7. Assessment and Management
- Scene safety and standard precautions (BSI).
- Consider spinal immobilization if trauma suspected.
- Primary assessment: ABCs (Airway, Breathing, Circulation).
- Obtain history from patient, family, or bystanders; check medical alert bracelets.
- Monitor vital signs carefully:
- Signs of increased intracranial pressure: slow pulse, high blood pressure, irregular respirations.
- Check blood glucose to rule out hypoglycemia.
- Use stroke scales for rapid assessment:
- Cincinnati Pre-hospital Stroke Scale: Facial droop, arm drift, speech.
- Los Angeles Stroke Scale: Adds blood sugar check.
- BE FAST: Balance, Eyes, Face, Arm, Speech, Time.
- Calculate Glasgow Coma Scale (GCS) for mental status:
- 15 = normal
- 3 = deep coma/death
- <8 = severe dysfunction (intubate)
- Transport stroke patients to designated stroke centers quickly; notify hospital en route.

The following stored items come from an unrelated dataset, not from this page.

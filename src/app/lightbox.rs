//! Full-size image overlay for the projects grid

use crate::theme::{self, Palette};
use eframe::egui;

/// Draw the lightbox over everything else. Returns true when the user asked
/// to close it: close button, backdrop click or Escape.
pub fn show(
    ctx: &egui::Context,
    p: &Palette,
    title: &str,
    texture: Option<&egui::TextureHandle>,
) -> bool {
    let mut close = ctx.input(|i| i.key_pressed(egui::Key::Escape));

    // Dim backdrop - blocks interaction with the grid
    let screen = ctx.screen_rect();
    egui::Area::new(egui::Id::new("lightbox_backdrop"))
        .fixed_pos(screen.min)
        .order(egui::Order::Middle)
        .interactable(true)
        .show(ctx, |ui| {
            let resp = ui.allocate_response(screen.size(), egui::Sense::click());
            ui.painter().rect_filled(screen, 0.0, p.backdrop);
            if resp.clicked() {
                close = true;
            }
        });

    let max_size = screen.size() * 0.85;
    let image_size = match texture {
        Some(texture) => fit_within(texture.size_vec2(), max_size),
        None => egui::vec2(max_size.x.min(640.0), max_size.y.min(360.0)),
    };

    egui::Area::new(egui::Id::new("lightbox_content"))
        .order(egui::Order::Foreground)
        .movable(false)
        .anchor(egui::Align2::CENTER_CENTER, egui::Vec2::ZERO)
        .show(ctx, |ui| {
            let (rect, _) = ui.allocate_exact_size(image_size, egui::Sense::hover());
            match texture {
                Some(texture) => {
                    egui::Image::new(egui::load::SizedTexture::new(texture.id(), image_size))
                        .corner_radius(theme::RADIUS_LARGE)
                        .paint_at(ui, rect);
                }
                None => crate::ui::components::image_placeholder(
                    ui.painter(),
                    rect,
                    p,
                    theme::RADIUS_LARGE,
                ),
            }

            let btn_rect = close_button_rect(rect);
            let btn = ui.interact(btn_rect, ui.id().with("lightbox_close"), egui::Sense::click());
            let fill = if btn.hovered() {
                egui::Color32::from_black_alpha(200)
            } else {
                egui::Color32::from_black_alpha(140)
            };
            ui.painter().circle_filled(btn_rect.center(), 16.0, fill);
            ui.painter().text(
                btn_rect.center(),
                egui::Align2::CENTER_CENTER,
                egui_phosphor::regular::X,
                egui::FontId::proportional(18.0),
                egui::Color32::WHITE,
            );
            if btn.on_hover_text("Close").clicked() {
                close = true;
            }

            if !title.is_empty() {
                ui.add_space(theme::SPACING_MD);
                ui.vertical_centered(|ui| {
                    ui.label(
                        egui::RichText::new(title)
                            .size(theme::FONT_BODY)
                            .color(egui::Color32::WHITE),
                    );
                });
            }
        });

    close
}

/// Close button pinned to the image's top-right corner
fn close_button_rect(image: egui::Rect) -> egui::Rect {
    egui::Rect::from_center_size(image.right_top() + egui::vec2(-22.0, 22.0), egui::vec2(32.0, 32.0))
}

/// Scale `image` down (never up) to fit inside `bounds`, keeping its aspect
fn fit_within(image: egui::Vec2, bounds: egui::Vec2) -> egui::Vec2 {
    if image.x <= 0.0 || image.y <= 0.0 {
        return bounds;
    }
    let scale = (bounds.x / image.x).min(bounds.y / image.y).min(1.0);
    image * scale
}

#[cfg(test)]
mod tests {
    use super::*;

    #[test]
    fn large_images_shrink_to_fit() {
        let size = fit_within(egui::vec2(2000.0, 1000.0), egui::vec2(800.0, 800.0));
        assert_eq!(size, egui::vec2(800.0, 400.0));
    }

    #[test]
    fn small_images_keep_their_size() {
        let size = fit_within(egui::vec2(300.0, 200.0), egui::vec2(800.0, 800.0));
        assert_eq!(size, egui::vec2(300.0, 200.0));
    }

    #[test]
    fn idle_frame_does_not_close() {
        let ctx = egui::Context::default();
        let mut closed = true;
        let _ = ctx.run(egui::RawInput::default(), |ctx| {
            closed = show(ctx, &theme::DARK, "Shad Jatra", None);
        });
        assert!(!closed);
    }

    #[test]
    fn escape_closes() {
        let ctx = egui::Context::default();
        let input = egui::RawInput {
            events: vec![egui::Event::Key {
                key: egui::Key::Escape,
                physical_key: None,
                pressed: true,
                repeat: false,
                modifiers: egui::Modifiers::NONE,
            }],
            ..Default::default()
        };
        let mut closed = false;
        let _ = ctx.run(input, |ctx| {
            closed = show(ctx, &theme::DARK, "", None);
        });
        assert!(closed);
    }

    const SCREEN: egui::Rect = egui::Rect {
        min: egui::Pos2::ZERO,
        max: egui::pos2(800.0, 600.0),
    };

    /// Run a few frames that move the pointer to `pos` and click it there.
    /// Returns whether any frame asked to close.
    fn click_at(pos: egui::Pos2) -> bool {
        let ctx = egui::Context::default();
        let button = |pressed| egui::Event::PointerButton {
            pos,
            button: egui::PointerButton::Primary,
            pressed,
            modifiers: egui::Modifiers::NONE,
        };
        let frames = vec![
            vec![],
            vec![],
            vec![egui::Event::PointerMoved(pos)],
            vec![button(true)],
            vec![button(false)],
            vec![],
        ];
        let mut closed = false;
        for events in frames {
            let input = egui::RawInput {
                screen_rect: Some(SCREEN),
                events,
                ..Default::default()
            };
            let _ = ctx.run(input, |ctx| {
                closed |= show(ctx, &theme::DARK, "", None);
            });
        }
        closed
    }

    /// Where the placeholder lands for `SCREEN` with no texture
    fn placeholder_rect() -> egui::Rect {
        egui::Rect::from_center_size(SCREEN.center(), egui::vec2(640.0, 360.0))
    }

    #[test]
    fn backdrop_click_closes() {
        assert!(click_at(egui::pos2(10.0, 10.0)));
    }

    #[test]
    fn close_button_click_closes() {
        assert!(click_at(close_button_rect(placeholder_rect()).center()));
    }

    #[test]
    fn click_on_the_image_keeps_it_open() {
        assert!(!click_at(placeholder_rect().center()));
    }
}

- For seizures: protect airway, suction secretions, provide oxygen if needed, maintain spinal precautions if trauma suspected.

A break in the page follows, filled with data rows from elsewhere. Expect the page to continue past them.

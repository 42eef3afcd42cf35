//! Load gate: hides a view's content until the startup assets settle

use super::schedule::{Scheduler, Subscription};

pub struct LoadGate {
    loading: bool,
    pending: Option<Subscription>,
}

impl LoadGate {
    /// Clears synchronously when already loaded, otherwise waits for the
    /// first load signal.
    pub fn mount(scheduler: &dyn Scheduler) -> Self {
        if scheduler.is_loaded() {
            Self {
                loading: false,
                pending: None,
            }
        } else {
            Self {
                loading: true,
                pending: Some(scheduler.on_load()),
            }
        }
    }

    /// Check the load signal. Returns whether the view is still loading.
    pub fn poll(&mut self) -> bool {
        if self.pending.as_ref().is_some_and(Subscription::has_fired) {
            self.loading = false;
            self.pending = None;
        }
        self.loading
    }

    pub fn is_loading(&self) -> bool {
        self.loading
    }
}

#[cfg(test)]
mod tests {
    use super::*;
    use crate::app::schedule::manual::ManualScheduler;

    #[test]
    fn already_loaded_clears_at_mount() {
        let scheduler = ManualScheduler::loaded();
        let mut gate = LoadGate::mount(&scheduler);
        assert!(!gate.is_loading());
        assert!(!gate.poll());
        assert_eq!(scheduler.live_subscriptions(), 0);
    }

    #[test]
    fn transitions_exactly_once() {
        let scheduler = ManualScheduler::default();
        let mut gate = LoadGate::mount(&scheduler);

        let mut transitions = 0;
        let mut was_loading = gate.is_loading();
        for frame in 0..10 {
            if frame == 4 {
                scheduler.fire_load();
            }
            let loading = gate.poll();
            if was_loading && !loading {
                transitions += 1;
            }
            assert!(!(loading && !was_loading), "gate reopened");
            was_loading = loading;
        }
        assert_eq!(transitions, 1);
        assert!(!gate.is_loading());
    }

    #[test]
    fn listener_released_once_loaded() {
        let scheduler = ManualScheduler::default();
        let mut gate = LoadGate::mount(&scheduler);
        assert_eq!(scheduler.live_subscriptions(), 1);
        scheduler.fire_load();
        gate.poll();
        assert_eq!(scheduler.live_subscriptions(), 0);
    }

    #[test]
    fn teardown_while_loading_deregisters() {
        let scheduler = ManualScheduler::default();
        let gate = LoadGate::mount(&scheduler);
        drop(gate);
        assert_eq!(scheduler.live_subscriptions(), 0);
    }
}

- For headaches, provide oxygen if tolerated, minimize stimuli (dark, quiet environment), avoid lights and sirens for migraines.

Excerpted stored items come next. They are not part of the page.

#[cfg(test)]
mod tests {
    use super::*;
    use crate::app::schedule::manual::ManualScheduler;
    use crate::db::memory::MemoryStore;
    use crate::theme::recording::RecordingSurface;

    fn mount_loaded(store: &MemoryStore) -> ProjectsView {
        ProjectsView::mount(store, &ManualScheduler::loaded())
    }

    fn titles(view: &ProjectsView) -> Vec<&str> {
        view.filtered_projects().map(|p| p.title.as_str()).collect()
    }

    #[test]
    fn mounts_with_full_catalog_and_stored_theme() {
        let store = MemoryStore::with(&[(KEY_THEME, r#""light""#)]);
        let view = mount_loaded(&store);
        assert_eq!(view.theme, Theme::Light);
        assert_eq!(view.filtered_projects().count(), project_catalog().len());
        assert_eq!(view.search_query, "");
        assert_eq!(view.selected_image(), None);
        assert!(!view.is_dialog_open);
    }

    #[test]
    fn bad_stored_theme_falls_back_to_dark() {
        let store = MemoryStore::with(&[(KEY_THEME, r#""sepia""#)]);
        assert_eq!(mount_loaded(&store).theme, Theme::Dark);
    }

    #[test]
    fn first_sync_applies_without_persisting() {
        let store = MemoryStore::with(&[(KEY_THEME, r#""light""#)]);
        let surface = RecordingSurface::default();
        let mut view = mount_loaded(&store);
        view.sync_theme(&surface);
        view.sync_theme(&surface);
        assert_eq!(surface.count(), 1);
        assert_eq!(surface.current(), Some(Theme::Light));
    }

    #[test]
    fn toggle_from_dark_applies_and_stores_light() {
        let mut store = MemoryStore::default();
        let surface = RecordingSurface::default();
        let mut view = mount_loaded(&store);
        view.toggle_theme(&mut store, &surface);
        assert_eq!(view.theme, Theme::Light);
        assert_eq!(surface.current(), Some(Theme::Light));
        assert_eq!(store.items[KEY_THEME], r#""light""#);

        view.toggle_theme(&mut store, &surface);
        assert_eq!(view.theme, Theme::Dark);
        assert_eq!(store.items[KEY_THEME], r#""dark""#);
    }

    #[test]
    fn toggle_survives_storage_failure() {
        let mut store = MemoryStore {
            fail_writes: true,
            ..Default::default()
        };
        let surface = RecordingSurface::default();
        let mut view = mount_loaded(&store);
        view.toggle_theme(&mut store, &surface);
        assert_eq!(view.theme, Theme::Light);
        assert_eq!(surface.current(), Some(Theme::Light));
        assert!(store.items.is_empty());
    }

    #[test]
    fn search_narrows_and_clearing_restores() {
        let store = MemoryStore::default();
        let mut view = mount_loaded(&store);
        view.set_search_query("shad");
        assert_eq!(titles(&view), vec!["Shad Jatra"]);
        view.set_search_query("vercel");
        assert!(titles(&view).is_empty());
        view.set_search_query("");
        assert_eq!(
            titles(&view),
            vec!["Shortened Link", "Shad Jatra", "classnote Sorter", "Capital Balance"]
        );
    }

    #[test]
    fn lightbox_shows_selected_image_until_closed() {
        let store = MemoryStore::default();
        let mut view = mount_loaded(&store);
        view.open_lightbox(1);
        assert!(view.is_dialog_open);
        assert_eq!(view.selected_image(), Some(&ImageRef::new("projects/shad-jatra.png")));

        view.set_dialog_open(false);
        assert!(!view.is_dialog_open);
        assert_eq!(view.selected_image(), None);

        view.open_lightbox(2);
        view.close_lightbox();
        assert_eq!(view.selected_image(), None);
    }

    #[test]
    fn out_of_range_lightbox_is_ignored() {
        let store = MemoryStore::default();
        let mut view = mount_loaded(&store);
        view.open_lightbox(99);
        assert!(!view.is_dialog_open);
        view.set_dialog_open(true);
        assert!(!view.is_dialog_open);
    }

    #[test]
    fn search_hiding_selection_closes_lightbox() {
        let store = MemoryStore::default();
        let mut view = mount_loaded(&store);
        view.open_lightbox(1);
        view.set_search_query("shad");
        assert!(view.is_dialog_open);
        view.set_search_query("capital");
        assert!(!view.is_dialog_open);
        assert_eq!(view.selected_image(), None);
    }

    #[test]
    fn scroll_to_top_leaves_state_alone() {
        let store = MemoryStore::default();
        let mut view = mount_loaded(&store);
        view.set_search_query("link");
        view.scroll_to_top();
        assert!(view.scroll_to_top_requested);
        assert_eq!(view.search_query, "link");
        assert_eq!(view.theme, Theme::Dark);
    }

    #[test]
    fn escape_in_lightbox_closes_through_the_view() {
        let dir = tempfile::tempdir().unwrap();
        let mut store = MemoryStore::default();
        let mut images = crate::app::ImageCache::new(dir.path());
        let mut view = mount_loaded(&store);
        view.open_lightbox(1);

        let ctx = egui::Context::default();
        let input = egui::RawInput {
            events: vec![egui::Event::Key {
                key: egui::Key::Escape,
                physical_key: None,
                pressed: true,
                repeat: false,
                modifiers: egui::Modifiers::NONE,
            }],
            ..Default::default()
        };
        let _ = ctx.run(input, |ctx| {
            let mut vc = ViewContext {
                ctx,
                store: &mut store,
                images: &mut images,
                logo: None,
            };
            view.show(&mut vc);
        });
        assert!(!view.is_dialog_open);
        assert_eq!(view.selected_image(), None);
    }

    #[test]
    fn custom_catalog_is_searched() {
        let store = MemoryStore::default();
        let catalog = vec![Project {
            id: "a".into(),
            title: "Rust CLI".into(),
            description: "Terminal tool".into(),
            image_url: ImageRef::new("projects/cli.png"),
            live_url: "https://cli.example".into(),
            github_url: "https://github.com/x/cli".into(),
        }];
        let mut view = ProjectsView::mount_with_catalog(&store, &ManualScheduler::loaded(), catalog);
        view.set_search_query("TERMINAL");
        assert_eq!(titles(&view), vec!["Rust CLI"]);
    }

    #[test]
    fn gate_and_preloader_follow_scheduler() {
        let store = MemoryStore::default();
        let scheduler = ManualScheduler::default();
        let mut view = ProjectsView::mount(&store, &scheduler);
        assert!(view.is_loading());
        assert_eq!(scheduler.timers_started(), 1);
        scheduler.advance(PRELOADER_DELAY);
        assert!(view.is_loading());
        scheduler.fire_load();
        assert!(!view.is_loading());
        assert_eq!(scheduler.live_subscriptions(), 0);
    }

    #[test]
    fn renders_grid_with_placeholders() {
        let dir = tempfile::tempdir().unwrap();
        let mut store = MemoryStore::default();
        let mut images = crate::app::ImageCache::new(dir.path());
        let mut view = mount_loaded(&store);
        view.open_lightbox(0);
        let ctx = egui::Context::default();

        let mut action = None;
        let _ = ctx.run(egui::RawInput::default(), |ctx| {
            let mut vc = ViewContext {
                ctx,
                store: &mut store,
                images: &mut images,
                logo: None,
            };
            action = view.show(&mut vc);
        });
        assert_eq!(action, None);
        assert!(view.is_dialog_open);
        assert!(ctx.style().visuals.dark_mode);
    }
}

8. Case Reviews and Medical Terminology
- Brainstem controls vital functions.
- Ischemic stroke caused by blocked artery; hemorrhagic by rupture.
- TIA symptoms resolve within 24 hours.
- Aphasia = inability to speak; dysarthria = slurred speech.
- Generalized seizure = whole body convulsions.
- Rapid transport for stroke to enable clot-busting treatment within 3 hours.
- Cincinnati scale components: facial droop, arm drift, speech.
- GCS scoring example: eye opening to verbal stimulus (3), incomprehensible sounds (2), withdrawal from pain (4) = GCS 9.
Detailed Methodology / Instructions
Scene Size-Up
- Ensure scene safety.
- Use standard precautions (BSI).
- Consider spinal immobilization if trauma suspected.
- Call for additional resources if needed.
Primary Assessment
- Airway: clear and protect.
- Breathing: assess and support.
- Circulation: check pulse, blood pressure.
- Obtain SAMPLE history:
- Signs/Symptoms
- Allergies
- Medications
- Past medical history
- Last oral intake
- Events leading up
Neurologic Assessment
- Use stroke scales (Cincinnati or Los Angeles).
- Perform Glasgow Coma Scale.
- Check blood glucose to rule out hypoglycemia.
- Monitor for signs of increased intracranial pressure (slow pulse, high BP, irregular respirations).
Management
- Stroke: Rapid transport to stroke center, notify hospital.
- Seizures: Protect patient, maintain airway, suction secretions, oxygen if hypoxic, spinal precautions if trauma.
- Headache: Provide oxygen if tolerated, reduce sensory stimuli.
- Altered mental status: Determine cause, support airway/breathing, transport.
Transport Considerations
- Stroke patients: prioritize time, avoid delays.
- Seizure patients: continuous monitoring, prepare for possible repeat seizures.
- Migraine patients: avoid lights and sirens, provide calm environment.
Speakers / Sources Featured
- John (primary speaker and instructor throughout the video)
This summary captures the core teachings and practical approaches for managing neurologic emergencies in the pre-hospital setting as outlined in the video.